| Available records |
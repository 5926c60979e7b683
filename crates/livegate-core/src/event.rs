//! Interactive event loop.
//!
//! Manager signals, hotplug wake-ups and user input all arrive here from
//! their producer threads and are consumed on the single interactive thread.
//! State owned by that thread therefore needs no locking.

use std::collections::VecDeque;
use std::sync::mpsc::{self, Receiver, RecvTimeoutError, Sender, TryRecvError};
use std::time::Duration;

/// Something that can service pending interactive work without blocking.
///
/// [`crate::job::JobRunner::wait_interactive`] calls this repeatedly while a
/// job runs so the interface keeps processing events.
pub trait EventPump {
    /// Service whatever is pending and return how many events were observed.
    fn pump(&mut self) -> usize;
}

/// Cloneable, thread-safe handle for posting events onto the loop.
#[derive(Debug)]
pub struct EventSender<E> {
    tx: Sender<E>,
}

impl<E> Clone for EventSender<E> {
    fn clone(&self) -> Self {
        Self {
            tx: self.tx.clone(),
        }
    }
}

impl<E> EventSender<E> {
    /// Post an event. Returns `false` once the loop has been dropped.
    pub fn post(&self, event: E) -> bool {
        self.tx.send(event).is_ok()
    }
}

/// FIFO event queue owned by the interactive thread.
///
/// Events observed while pumping during a job wait are kept in a backlog and
/// handed out, in arrival order, by the next calls to [`EventLoop::next`].
#[derive(Debug)]
pub struct EventLoop<E> {
    tx: Sender<E>,
    rx: Receiver<E>,
    backlog: VecDeque<E>,
    observed: u64,
}

impl<E> Default for EventLoop<E> {
    fn default() -> Self {
        Self::new()
    }
}

impl<E> EventLoop<E> {
    pub fn new() -> Self {
        let (tx, rx) = mpsc::channel();
        Self {
            tx,
            rx,
            backlog: VecDeque::new(),
            observed: 0,
        }
    }

    pub fn sender(&self) -> EventSender<E> {
        EventSender {
            tx: self.tx.clone(),
        }
    }

    /// Post from the interactive thread itself.
    pub fn post(&self, event: E) {
        // The loop holds its own receiver, so this cannot fail.
        let _ = self.tx.send(event);
    }

    /// Total number of events that have reached this loop so far.
    pub fn observed(&self) -> u64 {
        self.observed
    }

    /// Number of events waiting to be handed out.
    pub fn pending(&self) -> usize {
        self.backlog.len()
    }

    /// Block until the next event.
    pub fn next(&mut self) -> Option<E> {
        if let Some(event) = self.backlog.pop_front() {
            return Some(event);
        }
        match self.rx.recv() {
            Ok(event) => {
                self.observed += 1;
                Some(event)
            }
            Err(_) => None,
        }
    }

    /// Wait at most `timeout` for the next event.
    pub fn next_timeout(&mut self, timeout: Duration) -> Option<E> {
        if let Some(event) = self.backlog.pop_front() {
            return Some(event);
        }
        match self.rx.recv_timeout(timeout) {
            Ok(event) => {
                self.observed += 1;
                Some(event)
            }
            Err(RecvTimeoutError::Timeout | RecvTimeoutError::Disconnected) => None,
        }
    }

    /// Return the next event only if one is immediately available.
    pub fn try_next(&mut self) -> Option<E> {
        self.pump();
        self.backlog.pop_front()
    }
}

impl<E> EventPump for EventLoop<E> {
    fn pump(&mut self) -> usize {
        let mut count = 0;
        loop {
            match self.rx.try_recv() {
                Ok(event) => {
                    self.backlog.push_back(event);
                    count += 1;
                }
                Err(TryRecvError::Empty | TryRecvError::Disconnected) => break,
            }
        }
        self.observed += count as u64;
        count
    }
}

/// Pump that does nothing; for callers with no interactive surface.
#[derive(Debug, Default, Clone, Copy)]
pub struct NoopPump;

impl EventPump for NoopPump {
    fn pump(&mut self) -> usize {
        0
    }
}

#[cfg(test)]
mod tests {
    use super::*;
    use std::thread;

    #[test]
    fn events_keep_arrival_order_across_pumps() {
        let mut events = EventLoop::new();
        let sender = events.sender();
        sender.post(1);
        sender.post(2);
        assert_eq!(events.pump(), 2);
        sender.post(3);

        assert_eq!(events.next(), Some(1));
        assert_eq!(events.next(), Some(2));
        assert_eq!(events.next(), Some(3));
        assert_eq!(events.observed(), 3);
    }

    #[test]
    fn senders_work_from_other_threads() {
        let mut events = EventLoop::new();
        let sender = events.sender();
        let producer = thread::spawn(move || {
            for value in 0..10 {
                assert!(sender.post(value));
            }
        });
        producer.join().unwrap();

        let received: Vec<i32> = std::iter::from_fn(|| events.try_next()).collect();
        assert_eq!(received, (0..10).collect::<Vec<_>>());
    }

    #[test]
    fn next_timeout_returns_none_when_idle() {
        let mut events: EventLoop<()> = EventLoop::new();
        assert_eq!(events.next_timeout(Duration::from_millis(10)), None);
    }
}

| Task instructions |
Retype the data exactly as it reads.

| Task output |
repository 5926c60979e7b683
filename crates/livegate-core/src/event.rs
//! Interactive event loop.
//!
//! Manager signals, hotplug wake-ups and user input all arrive here from
//! their producer threads and are consumed on the single interactive thread.
//! State owned by that thread therefore needs no locking.

use std::collections::VecDeque;
use std::sync::mpsc::{self, Receiver, RecvTimeoutError, Sender, TryRecvError};
use std::time::Duration;

/// Something that can service pending interactive work without blocking.
///
/// [`crate::job::JobRunner::wait_interactive`] calls this repeatedly while a
/// job runs so the interface keeps processing events.
pub trait EventPump {
    /// Service whatever is pending and return how many events were observed.
    fn pump(&mut self) -> usize;
}

/// Cloneable, thread-safe handle for posting events onto the loop.
#[derive(Debug)]
pub struct EventSender<E> {
    tx: Sender<E>,
}

impl<E> Clone for EventSender<E> {
    fn clone(&self) -> Self {
        Self {
            tx: self.tx.clone(),
        }
    }
}

impl<E> EventSender<E> {
    /// Post an event. Returns `false` once the loop has been dropped.
    pub fn post(&self, event: E) -> bool {
        self.tx.send(event).is_ok()
    }
}

/// FIFO event queue owned by the interactive thread.
///
/// Events observed while pumping during a job wait are kept in a backlog and
/// handed out, in arrival order, by the next calls to [`EventLoop::next`].
#[derive(Debug)]
pub struct EventLoop<E> {
    tx: Sender<E>,
    rx: Receiver<E>,
    backlog: VecDeque<E>,
    observed: u64,
}

impl<E> Default for EventLoop<E> {
    fn default() -> Self {
        Self::new()
    }
}

impl<E> EventLoop<E> {
    pub fn new() -> Self {
        let (tx, rx) = mpsc::channel();
        Self {
            tx,
            rx,
            backlog: VecDeque::new(),
            observed: 0,
        }
    }

    pub fn sender(&self) -> EventSender<E> {
        EventSender {
            tx: self.tx.clone(),
        }
    }

    /// Post from the interactive thread itself.
    pub fn post(&self, event: E) {
        // The loop holds its own receiver, so this cannot fail.
        let _ = self.tx.send(event);
    }

    /// Total number of events that have reached this loop so far.
    pub fn observed(&self) -> u64 {
        self.observed
    }

    /// Number of events waiting to be handed out.
    pub fn pending(&self) -> usize {
        self.backlog.len()
    }

    /// Block until the next event.
    pub fn next(&mut self) -> Option<E> {
        if let Some(event) = self.backlog.pop_front() {
            return Some(event);
        }
        match self.rx.recv() {
            Ok(event) => {
                self.observed += 1;
                Some(event)
            }
            Err(_) => None,
        }
    }

    /// Wait at most `timeout` for the next event.
    pub fn next_timeout(&mut self, timeout: Duration) -> Option<E> {
        if let Some(event) = self.backlog.pop_front() {
            return Some(event);
        }
        match self.rx.recv_timeout(timeout) {
            Ok(event) => {
                self.observed += 1;
                Some(event)
            }
            Err(RecvTimeoutError::Timeout | RecvTimeoutError::Disconnected) => None,
        }
    }

    /// Return the next event only if one is immediately available.
    pub fn try_next(&mut self) -> Option<E> {
        self.pump();
        self.backlog.pop_front()
    }
}

impl<E> EventPump for EventLoop<E> {
    fn pump(&mut self) -> usize {
        let mut count = 0;
        loop {
            match self.rx.try_recv() {
                Ok(event) => {
                    self.backlog.push_back(event);
                    count += 1;
                }
                Err(TryRecvError::Empty | TryRecvError::Disconnected) => break,
            }
        }
        self.observed += count as u64;
        count
    }
}

/// Pump that does nothing; for callers with no interactive surface.
#[derive(Debug, Default, Clone, Copy)]
pub struct NoopPump;

impl EventPump for NoopPump {
    fn pump(&mut self) -> usize {
        0
    }
}

#[cfg(test)]
mod tests {
    use super::*;
    use std::thread;

    #[test]
    fn events_keep_arrival_order_across_pumps() {
        let mut events = EventLoop::new();
        let sender = events.sender();
        sender.post(1);
        sender.post(2);
        assert_eq!(events.pump(), 2);
        sender.post(3);

        assert_eq!(events.next(), Some(1));
        assert_eq!(events.next(), Some(2));
        assert_eq!(events.next(), Some(3));
        assert_eq!(events.observed(), 3);
    }

    #[test]
    fn senders_work_from_other_threads() {
        let mut events = EventLoop::new();
        let sender = events.sender();
        let producer = thread::spawn(move || {
            for value in 0..10 {
                assert!(sender.post(value));
            }
        });
        producer.join().unwrap();

        let received: Vec<i32> = std::iter::from_fn(|| events.try_next()).collect();
        assert_eq!(received, (0..10).collect::<Vec<_>>());
    }

    #[test]
    fn next_timeout_returns_none_when_idle() {
        let mut events: EventLoop<()> = EventLoop::new();
        assert_eq!(events.next_timeout(Duration::from_millis(10)), None);
    }
}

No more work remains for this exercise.